- 2 1/2 cups vegetable or chicken stock
- 1/3 cup olive oil
- 3 tablespoons fresh lemon juice
- 1 tablespoon red pepper flakes
- 1 tablespoon sugar
- 1 bay leaf
- 1 head of cauliflower, leaves removed
- 2 tablespoons butter
- 2 tablespoons all-purpose flour
- 1 cup milk
- 1 1/2 cups shredded cheddar cheese
- Salt and Pepper, to taste
Preheat oven to 475° F.
Bring stock, olive oil, lemon juice, red pepper flakes, sugar, bay leaf, salt and 8 cups water to a boil in a large pot. Add cauliflower, reduce heat, and simmer 15-18 minutes or until a knife easily inserts into center. Turn occasionally
Using 2 slotted spoons or a mesh spider, drain cauliflower. Transfer to a rimmed baking sheet. Roast, rotating sheet halfway through, for 30-40 minutes or until browned.

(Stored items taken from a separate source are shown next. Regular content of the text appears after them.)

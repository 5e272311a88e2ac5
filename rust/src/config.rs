//! Configuration types for the shift engine.
//!
//! Every table the engine consults (patterns, penalty weights, fairness
//! thresholds) lives here and is passed in per call.

use chrono::NaiveDate;
use pyo3::prelude::*;

use crate::rotation::{default_patterns, WorkPattern};

/// Optimization strategy tags accepted by the engine.
///
/// The tag is informational: every strategy runs the deterministic greedy path.
pub const KNOWN_STRATEGIES: [&str; 4] = ["deterministic", "greedy", "balanced", "fairness_first"];

/// Rotation pattern table and cycle anchoring.
#[pyclass]
#[derive(Clone, Debug)]
pub struct RotationConfig {
    /// Reference date; cycle boundaries are whole multiples of `cycle_weeks` from its week
    #[pyo3(get, set)]
    pub anchor_date: NaiveDate,
    /// Length of one full rotation in weeks (must be a multiple of the pattern count)
    #[pyo3(get, set)]
    pub cycle_weeks: u32,
    /// Weekly work patterns with successor links
    #[pyo3(get, set)]
    pub patterns: Vec<WorkPattern>,
    /// Pattern given to analysts with no rotation history
    #[pyo3(get, set)]
    pub baseline_pattern: String,
    /// Continuity lookback in weeks (defaults to `cycle_weeks`)
    #[pyo3(get, set)]
    pub lookback_weeks: Option<u32>,
}

impl Default for RotationConfig {
    fn default() -> Self {
        Self {
            // Sunday
            anchor_date: NaiveDate::from_ymd_opt(2025, 1, 5).unwrap_or(NaiveDate::MIN),
            cycle_weeks: 3,
            patterns: default_patterns(),
            baseline_pattern: "MON_FRI".to_string(),
            lookback_weeks: None,
        }
    }
}

impl RotationConfig {
    pub fn effective_lookback_weeks(&self) -> u32 {
        self.lookback_weeks.unwrap_or(self.cycle_weeks)
    }
}

#[pymethods]
impl RotationConfig {
    #[new]
    #[pyo3(signature = (
        anchor_date=None,
        cycle_weeks=None,
        patterns=None,
        baseline_pattern=None,
        lookback_weeks=None
    ))]
    fn new(
        anchor_date: Option<NaiveDate>,
        cycle_weeks: Option<u32>,
        patterns: Option<Vec<WorkPattern>>,
        baseline_pattern: Option<String>,
        lookback_weeks: Option<u32>,
    ) -> Self {
        let defaults = Self::default();
        Self {
            anchor_date: anchor_date.unwrap_or(defaults.anchor_date),
            cycle_weeks: cycle_weeks.unwrap_or(defaults.cycle_weeks),
            patterns: patterns.unwrap_or(defaults.patterns),
            baseline_pattern: baseline_pattern.unwrap_or(defaults.baseline_pattern),
            lookback_weeks,
        }
    }

    fn __repr__(&self) -> String {
        format!(
            "RotationConfig(anchor_date={}, cycle_weeks={}, patterns={}, baseline={:?})",
            self.anchor_date,
            self.cycle_weeks,
            self.patterns.len(),
            self.baseline_pattern
        )
    }
}

/// Penalty weights for screener selection.
///
/// Only the relative ordering of the resulting scores matters.
#[pyclass]
#[derive(Clone, Debug)]
pub struct ScreenerWeights {
    /// Starting score for every eligible candidate
    #[pyo3(get, set)]
    pub baseline: f64,
    /// Days looked back when counting recent screener duty
    #[pyo3(get, set)]
    pub recent_window_days: u32,
    /// Deducted per screener day inside the recent window
    #[pyo3(get, set)]
    pub recent_penalty: f64,
    /// Deducted when the candidate screened the previous day
    #[pyo3(get, set)]
    pub consecutive_penalty: f64,
    /// Deducted when the candidate is on the active weekend leg this week
    #[pyo3(get, set)]
    pub active_weekend_penalty: f64,
    /// Deducted when the candidate's weekend leg starts next week
    #[pyo3(get, set)]
    pub standby_weekend_penalty: f64,
}

impl Default for ScreenerWeights {
    fn default() -> Self {
        Self {
            baseline: 100.0,
            recent_window_days: 7,
            recent_penalty: 10.0,
            consecutive_penalty: 50.0,
            active_weekend_penalty: 40.0,
            standby_weekend_penalty: 15.0,
        }
    }
}

#[pymethods]
impl ScreenerWeights {
    #[new]
    #[pyo3(signature = (
        baseline=None,
        recent_window_days=None,
        recent_penalty=None,
        consecutive_penalty=None,
        active_weekend_penalty=None,
        standby_weekend_penalty=None
    ))]
    fn new(
        baseline: Option<f64>,
        recent_window_days: Option<u32>,
        recent_penalty: Option<f64>,
        consecutive_penalty: Option<f64>,
        active_weekend_penalty: Option<f64>,
        standby_weekend_penalty: Option<f64>,
    ) -> Self {
        let defaults = Self::default();
        Self {
            baseline: baseline.unwrap_or(defaults.baseline),
            recent_window_days: recent_window_days.unwrap_or(defaults.recent_window_days),
            recent_penalty: recent_penalty.unwrap_or(defaults.recent_penalty),
            consecutive_penalty: consecutive_penalty.unwrap_or(defaults.consecutive_penalty),
            active_weekend_penalty: active_weekend_penalty
                .unwrap_or(defaults.active_weekend_penalty),
            standby_weekend_penalty: standby_weekend_penalty
                .unwrap_or(defaults.standby_weekend_penalty),
        }
    }

    fn __repr__(&self) -> String {
        format!(
            "ScreenerWeights(baseline={}, recent={}, consecutive={}, active={}, standby={})",
            self.baseline,
            self.recent_penalty,
            self.consecutive_penalty,
            self.active_weekend_penalty,
            self.standby_weekend_penalty
        )
    }
}

/// Thresholds and weights for fairness scoring.
#[pyclass]
#[derive(Clone, Debug)]
pub struct FairnessConfig {
    /// Flag analysts deviating from the mean by more than this many standard deviations
    #[pyo3(get, set)]
    pub deviation_multiple: f64,
    /// Flag a metric whose max/min ratio exceeds this value
    #[pyo3(get, set)]
    pub max_min_ratio_threshold: f64,
    /// Weight of total work days in the overall score
    #[pyo3(get, set)]
    pub workload_weight: f64,
    /// Weight of screener days in the overall score
    #[pyo3(get, set)]
    pub screener_weight: f64,
    /// Weight of weekend days in the overall score
    #[pyo3(get, set)]
    pub weekend_weight: f64,
    /// Overall score below this value is reported as a fairness violation
    #[pyo3(get, set)]
    pub min_acceptable_score: f64,
    /// Whether every analyst is expected to carry screener duty in the window
    #[pyo3(get, set)]
    pub screener_required: bool,
    /// Whether every analyst is expected to carry weekend duty in the window
    #[pyo3(get, set)]
    pub weekend_required: bool,
}

impl Default for FairnessConfig {
    fn default() -> Self {
        Self {
            deviation_multiple: 1.5,
            max_min_ratio_threshold: 2.0,
            workload_weight: 0.5,
            screener_weight: 0.25,
            weekend_weight: 0.25,
            min_acceptable_score: 0.7,
            screener_required: true,
            weekend_required: true,
        }
    }
}

#[pymethods]
impl FairnessConfig {
    #[new]
    #[pyo3(signature = (
        deviation_multiple=None,
        max_min_ratio_threshold=None,
        workload_weight=None,
        screener_weight=None,
        weekend_weight=None,
        min_acceptable_score=None,
        screener_required=None,
        weekend_required=None
    ))]
    #[allow(clippy::too_many_arguments)]
    fn new(
        deviation_multiple: Option<f64>,
        max_min_ratio_threshold: Option<f64>,
        workload_weight: Option<f64>,
        screener_weight: Option<f64>,
        weekend_weight: Option<f64>,
        min_acceptable_score: Option<f64>,
        screener_required: Option<bool>,
        weekend_required: Option<bool>,
    ) -> Self {
        let defaults = Self::default();
        Self {
            deviation_multiple: deviation_multiple.unwrap_or(defaults.deviation_multiple),
            max_min_ratio_threshold: max_min_ratio_threshold
                .unwrap_or(defaults.max_min_ratio_threshold),
            workload_weight: workload_weight.unwrap_or(defaults.workload_weight),
            screener_weight: screener_weight.unwrap_or(defaults.screener_weight),
            weekend_weight: weekend_weight.unwrap_or(defaults.weekend_weight),
            min_acceptable_score: min_acceptable_score.unwrap_or(defaults.min_acceptable_score),
            screener_required: screener_required.unwrap_or(defaults.screener_required),
            weekend_required: weekend_required.unwrap_or(defaults.weekend_required),
        }
    }

    fn __repr__(&self) -> String {
        format!(
            "FairnessConfig(deviation_multiple={}, max_min_ratio_threshold={}, min_acceptable_score={})",
            self.deviation_multiple, self.max_min_ratio_threshold, self.min_acceptable_score
        )
    }
}

/// Top-level configuration for generation and swap validation.
#[pyclass]
#[derive(Clone, Debug)]
pub struct EngineConfig {
    /// Identity of the rotation algorithm; scopes continuity and rotation state
    #[pyo3(get, set)]
    pub algorithm_id: String,
    /// Optimization strategy tag (see `KNOWN_STRATEGIES`)
    #[pyo3(get, set)]
    pub strategy: String,
    /// Weight of the fairness score in the decision score
    #[pyo3(get, set)]
    pub fairness_weight: f64,
    /// Weight of coverage in the decision score
    #[pyo3(get, set)]
    pub efficiency_weight: f64,
    /// Weight of constraint cleanliness in the decision score
    #[pyo3(get, set)]
    pub constraint_weight: f64,
    /// Longest allowed run of consecutive work days
    #[pyo3(get, set)]
    pub max_consecutive_days: u32,
    /// Work days per week above which a week is unbalanced
    #[pyo3(get, set)]
    pub max_work_days_per_week: u32,
    /// Minimum analysts working on any date in the range
    #[pyo3(get, set)]
    pub min_staff_per_day: u32,
    /// Screener slots per qualifying day
    #[pyo3(get, set)]
    pub screeners_per_day: u32,
    /// Weekday names that require a screener
    #[pyo3(get, set)]
    pub screener_days: Vec<String>,
    /// Skill tag a screener must carry (None = anyone working)
    #[pyo3(get, set)]
    pub screener_skill: Option<String>,
    /// Propose an EARNED comp-off day for each generated weekend work day
    #[pyo3(get, set)]
    pub comp_off_on_weekend: bool,
    /// Keep proposals that replace a different existing assignment
    #[pyo3(get, set)]
    pub allow_overwrite: bool,
    /// Verbosity level: 0=silent, 1=changes, 2=checks, 3=debug.
    #[pyo3(get, set)]
    pub verbosity: u8,
    #[pyo3(get, set)]
    pub rotation: RotationConfig,
    #[pyo3(get, set)]
    pub screener_weights: ScreenerWeights,
    #[pyo3(get, set)]
    pub fairness: FairnessConfig,
}

impl Default for EngineConfig {
    fn default() -> Self {
        Self {
            algorithm_id: "weekend_rotation".to_string(),
            strategy: "deterministic".to_string(),
            fairness_weight: 0.4,
            efficiency_weight: 0.3,
            constraint_weight: 0.3,
            max_consecutive_days: 5,
            max_work_days_per_week: 5,
            min_staff_per_day: 1,
            screeners_per_day: 1,
            screener_days: ["Mon", "Tue", "Wed", "Thu", "Fri"]
                .iter()
                .map(|s| s.to_string())
                .collect(),
            screener_skill: None,
            comp_off_on_weekend: true,
            allow_overwrite: false,
            verbosity: 0,
            rotation: RotationConfig::default(),
            screener_weights: ScreenerWeights::default(),
            fairness: FairnessConfig::default(),
        }
    }
}

#[pymethods]
impl EngineConfig {
    #[new]
    #[pyo3(signature = (
        algorithm_id=None,
        strategy=None,
        fairness_weight=None,
        efficiency_weight=None,
        constraint_weight=None,
        max_consecutive_days=None,
        max_work_days_per_week=None,
        min_staff_per_day=None,
        screeners_per_day=None,
        screener_days=None,
        screener_skill=None,
        comp_off_on_weekend=None,
        allow_overwrite=None,
        verbosity=0,
        rotation=None,
        screener_weights=None,
        fairness=None
    ))]
    #[allow(clippy::too_many_arguments)]
    fn new(
        algorithm_id: Option<String>,
        strategy: Option<String>,
        fairness_weight: Option<f64>,
        efficiency_weight: Option<f64>,
        constraint_weight: Option<f64>,
        max_consecutive_days: Option<u32>,
        max_work_days_per_week: Option<u32>,
        min_staff_per_day: Option<u32>,
        screeners_per_day: Option<u32>,
        screener_days: Option<Vec<String>>,
        screener_skill: Option<String>,
        comp_off_on_weekend: Option<bool>,
        allow_overwrite: Option<bool>,
        verbosity: u8,
        rotation: Option<RotationConfig>,
        screener_weights: Option<ScreenerWeights>,
        fairness: Option<FairnessConfig>,
    ) -> Self {
        let defaults = Self::default();
        Self {
            algorithm_id: algorithm_id.unwrap_or(defaults.algorithm_id),
            strategy: strategy.unwrap_or(defaults.strategy),
            fairness_weight: fairness_weight.unwrap_or(defaults.fairness_weight),
            efficiency_weight: efficiency_weight.unwrap_or(defaults.efficiency_weight),
            constraint_weight: constraint_weight.unwrap_or(defaults.constraint_weight),
            max_consecutive_days: max_consecutive_days.unwrap_or(defaults.max_consecutive_days),
            max_work_days_per_week: max_work_days_per_week
                .unwrap_or(defaults.max_work_days_per_week),
            min_staff_per_day: min_staff_per_day.unwrap_or(defaults.min_staff_per_day),
            screeners_per_day: screeners_per_day.unwrap_or(defaults.screeners_per_day),
            screener_days: screener_days.unwrap_or(defaults.screener_days),
            screener_skill,
            comp_off_on_weekend: comp_off_on_weekend.unwrap_or(defaults.comp_off_on_weekend),
            allow_overwrite: allow_overwrite.unwrap_or(defaults.allow_overwrite),
            verbosity,
            rotation: rotation.unwrap_or(defaults.rotation),
            screener_weights: screener_weights.unwrap_or(defaults.screener_weights),
            fairness: fairness.unwrap_or(defaults.fairness),
        }
    }

    fn __repr__(&self) -> String {
        format!(
            "EngineConfig(algorithm_id={:?}, strategy={:?}, max_consecutive_days={}, screeners_per_day={})",
            self.algorithm_id, self.strategy, self.max_consecutive_days, self.screeners_per_day
        )
    }
}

Melt butter in a saucepan over medium heat; whisk flour into butter until smooth. Pour milk into butter mixture and stir to combine. Cook, continuously stirring until mixture thickens, about 3 minutes. Add cheese; stir until cheese is melted, about 3 additional minutes. Season with salt and pepper.
Serve cheese sauce with cauliflower.